*Task to carry out:* The answer must consist solely of the lines from the one containing "of the collector." to the end of the entries below, repeated exactly.

*Dataset entries:*
━━━━━━
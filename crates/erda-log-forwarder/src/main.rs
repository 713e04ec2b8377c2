// Copyright 2023-Present Datadog, Inc. https://www.datadoghq.com/
// SPDX-License-Identifier: Apache-2.0

#![cfg_attr(not(test), deny(clippy::panic))]
#![cfg_attr(not(test), deny(clippy::unwrap_used))]
#![cfg_attr(not(test), deny(clippy::expect_used))]
#![cfg_attr(not(test), deny(clippy::todo))]
#![cfg_attr(not(test), deny(clippy::unimplemented))]

use std::env;

use chrono::Utc;
use serde_json::{Map, Value};
use tokio::io::{AsyncBufReadExt, BufReader};
use tracing::{debug, error, info, warn};
use tracing_subscriber::EnvFilter;

use erda_output::{AddStatus, Event, Output, OutputConfig};

#[tokio::main]
pub async fn main() {
    let log_level = env::var("ERDA_LOG_LEVEL")
        .map(|val| val.to_lowercase())
        .unwrap_or("info".to_string());

    let env_filter = format!("h2=off,hyper=off,rustls=off,reqwest=off,{}", log_level);

    #[allow(clippy::expect_used)]
    let subscriber = tracing_subscriber::fmt::Subscriber::builder()
        .with_env_filter(
            EnvFilter::try_new(env_filter).expect("could not parse log level in configuration"),
        )
        .with_level(true)
        .with_thread_names(false)
        .with_thread_ids(false)
        .with_line_number(false)
        .with_file(false)
        .with_target(true)
        .without_time()
        .with_writer(std::io::stderr)
        .finish();

    #[allow(clippy::expect_used)]
    tracing::subscriber::set_global_default(subscriber).expect("setting default subscriber failed");

    debug!("Logging subsystem enabled");

    let config = match OutputConfig::from_env() {
        Ok(c) => c,
        Err(e) => {
            error!("Error loading config: {e}");
            return;
        }
    };

    let output = match Output::new(config) {
        Ok(o) => o,
        Err(e) => {
            error!("Error creating output: {e}");
            return;
        }
    };
    if let Err(e) = output.start().await {
        error!("Error starting output: {e}");
        return;
    }
    info!("Erda log forwarder started, reading records from stdin");

    let mut lines = BufReader::new(tokio::io::stdin()).lines();
    loop {
        tokio::select! {
            _ = tokio::signal::ctrl_c() => {
                info!("Received interrupt, shutting down");
                break;
            }
            line = lines.next_line() => match line {
                Ok(Some(line)) => forward_line(&output, &line).await,
                Ok(None) => {
                    debug!("Reached end of input");
                    break;
                }
                Err(e) => {
                    error!("Failed to read from stdin: {e}");
                    break;
                }
            },
        }
    }

    if let Err(e) = output.flush_all().await {
        error!("Failed to flush buffered logs on shutdown: {e}");
    }
    output.close();
}

async fn forward_line(output: &Output, line: &str) {
    let record = match parse_record(line) {
        Ok(Some(record)) => record,
        Ok(None) => return,
        Err(e) => {
            warn!("Skipping malformed input line: {e}");
            return;
        }
    };

    let event = Event {
        record,
        timestamp: Utc::now(),
    };
    if output.add_event(event).await == AddStatus::Retry {
        warn!("Record was not delivered");
    }
}

/// Parses one NDJSON line. Blank lines yield `None`.
fn parse_record(line: &str) -> Result<Option<Map<String, Value>>, String> {
    let line = line.trim();
    if line.is_empty() {
        return Ok(None);
    }
    match serde_json::from_str::<Value>(line) {
        Ok(Value::Object(record)) => Ok(Some(record)),
        Ok(other) => Err(format!("expected a JSON object, got {other}")),
        Err(e) => Err(e.to_string()),
    }
}

#[cfg(test)]
mod tests {
    use super::*;

    #[test]
    fn test_parse_record() {
        let record = parse_record(r#"{"log":"hello\n","stream":"stderr"}"#)
            .unwrap()
            .unwrap();
        assert_eq!(record["log"], "hello\n");

        assert_eq!(parse_record("   ").unwrap(), None);
        assert!(parse_record("[1,2]").is_err());
        assert!(parse_record("{not json").is_err());
    }
}
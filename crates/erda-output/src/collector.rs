// Copyright 2023-Present Datadog, Inc. https://www.datadoghq.com/
// SPDX-License-Identifier: Apache-2.0

//! HTTP delivery of batch payloads to the Erda collector.
//!
//! One [`CollectorClient`] owns the connection pool, the static headers and
//! the write-rate pacer. Each batch engine gets its own [`CollectorSender`]
//! pointing at the stream's path; both share the client.

use async_trait::async_trait;
use reqwest::header::{HeaderMap, HeaderName, HeaderValue, CONTENT_ENCODING, CONTENT_TYPE};
use std::sync::Arc;
use std::time::Duration;
use tokio::sync::Mutex;
use tokio::time::Instant;
use tracing::{debug, error};

use crate::errors::OutputError;
use crate::sender::{RemoteSender, SendError};

#[derive(Debug, Clone, PartialEq, Eq)]
pub struct BasicAuth {
    pub username: String,
    pub password: String,
}

#[derive(Debug, Clone, PartialEq, Eq)]
pub struct RemoteConfig {
    /// Collector base URL, without a trailing path.
    pub url: String,
    pub container_path: String,
    pub job_path: String,
    pub headers: Vec<(String, String)>,
    pub basic_auth: Option<BasicAuth>,
    pub request_timeout: Duration,
    /// Advisory ceiling on bytes written per second, 0 = unlimited.
    pub net_write_bytes_per_second: u64,
    /// Payloads are gzip members, announce it with `Content-Encoding`.
    pub compressed: bool,
}

/// Spaces out sends so the long-run write rate stays under a byte budget.
///
/// Every send reserves `bytes / rate` seconds of wire time on a virtual
/// clock; a send waits until its reservation starts.
#[derive(Debug)]
pub(crate) struct Pacer {
    bytes_per_second: u64,
    next_free: Mutex<Option<Instant>>,
}

impl Pacer {
    pub(crate) fn new(bytes_per_second: u64) -> Self {
        Pacer {
            bytes_per_second,
            next_free: Mutex::new(None),
        }
    }

    /// Returns how long the caller has to wait before writing `bytes`.
    pub(crate) async fn reserve(&self, bytes: usize) -> Duration {
        if self.bytes_per_second == 0 {
            return Duration::ZERO;
        }
        let cost = Duration::from_secs_f64(bytes as f64 / self.bytes_per_second as f64);

        let now = Instant::now();
        let mut next_free = self.next_free.lock().await;
        let start = match *next_free {
            Some(at) if at > now => at,
            _ => now,
        };
        *next_free = Some(start + cost);
        start - now
    }
}

#[derive(Debug)]
pub struct CollectorClient {
    client: reqwest::Client,
    config: RemoteConfig,
    headers: HeaderMap,
    pacer: Pacer,
}

impl CollectorClient {
    pub fn new(config: RemoteConfig) -> Result<Self, OutputError> {
        let client = reqwest::Client::builder()
            .timeout(config.request_timeout)
            .pool_idle_timeout(Duration::from_secs(90))
            .build()
            .map_err(|e| OutputError::Client(e.to_string()))?;
        let headers = build_headers(&config)?;
        let pacer = Pacer::new(config.net_write_bytes_per_second);

        Ok(CollectorClient {
            client,
            config,
            headers,
            pacer,
        })
    }

    #[must_use]
    pub fn headers(&self) -> &HeaderMap {
        &self.headers
    }

    /// Sender posting to the container-stream path.
    #[must_use]
    pub fn container_sender(self: &Arc<Self>) -> CollectorSender {
        CollectorSender::new(Arc::clone(self), &self.config.container_path)
    }

    /// Sender posting to the job-stream path.
    #[must_use]
    pub fn job_sender(self: &Arc<Self>) -> CollectorSender {
        CollectorSender::new(Arc::clone(self), &self.config.job_path)
    }

    async fn post(&self, url: &str, payload: &[u8]) -> Result<(), SendError> {
        let wait = self.pacer.reserve(payload.len()).await;
        if !wait.is_zero() {
            debug!("Pacing collector write of {} bytes for {wait:?}", payload.len());
            tokio::time::sleep(wait).await;
        }

        let mut request = self
            .client
            .post(url)
            .headers(self.headers.clone())
            .body(payload.to_vec());
        if let Some(auth) = &self.config.basic_auth {
            request = request.basic_auth(&auth.username, Some(&auth.password));
        }

        let resp = request.send().await.map_err(|e| {
            if e.is_builder() {
                SendError::Build(e.to_string())
            } else {
                SendError::Transport(e.to_string())
            }
        })?;

        let status = resp.status();
        if status.is_success() {
            return Ok(());
        }
        let body = resp.text().await.unwrap_or_default();
        error!("{status}: Failed to push logs to collector {url}: {body:?}");
        Err(SendError::Status {
            status: status.as_u16(),
            body,
        })
    }
}

fn build_headers(config: &RemoteConfig) -> Result<HeaderMap, OutputError> {
    let mut headers = HeaderMap::new();
    for (key, value) in &config.headers {
        let name = HeaderName::from_bytes(key.as_bytes())
            .map_err(|e| OutputError::Client(format!("invalid header name {key}: {e}")))?;
        let value = HeaderValue::from_str(value)
            .map_err(|e| OutputError::Client(format!("invalid header value for {key}: {e}")))?;
        headers.insert(name, value);
    }
    headers.insert(
        CONTENT_TYPE,
        HeaderValue::from_static("application/json; charset=UTF-8"),
    );
    if config.compressed {
        headers.insert(CONTENT_ENCODING, HeaderValue::from_static("gzip"));
    }
    Ok(headers)
}

/// [`RemoteSender`] for one stream of the collector.
#[derive(Debug, Clone)]
pub struct CollectorSender {
    client: Arc<CollectorClient>,
    url: String,
}

impl CollectorSender {
    fn new(client: Arc<CollectorClient>, path: &str) -> Self {
        let url = format!("{}{}", client.config.url.trim_end_matches('/'), path);
        CollectorSender { client, url }
    }

    #[must_use]
    pub fn url(&self) -> &str {
        &self.url
    }
}

#[async_trait]
impl RemoteSender for CollectorSender {
    async fn deliver(&self, payload: &[u8]) -> Result<(), SendError> {
        self.client.post(&self.url, payload).await
    }
}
━━━━━━
*Answer section:*
/// [`RemoteSender`] for one stream of the collector.
#[derive(Debug, Clone)]
pub struct CollectorSender {
    client: Arc<CollectorClient>,
    url: String,
}

impl CollectorSender {
    fn new(client: Arc<CollectorClient>, path: &str) -> Self {
        let url = format!("{}{}", client.config.url.trim_end_matches('/'), path);
        CollectorSender { client, url }
    }

    #[must_use]
    pub fn url(&self) -> &str {
        &self.url
    }
}

#[async_trait]
impl RemoteSender for CollectorSender {
    async fn deliver(&self, payload: &[u8]) -> Result<(), SendError> {
        self.client.post(&self.url, payload).await
    }
}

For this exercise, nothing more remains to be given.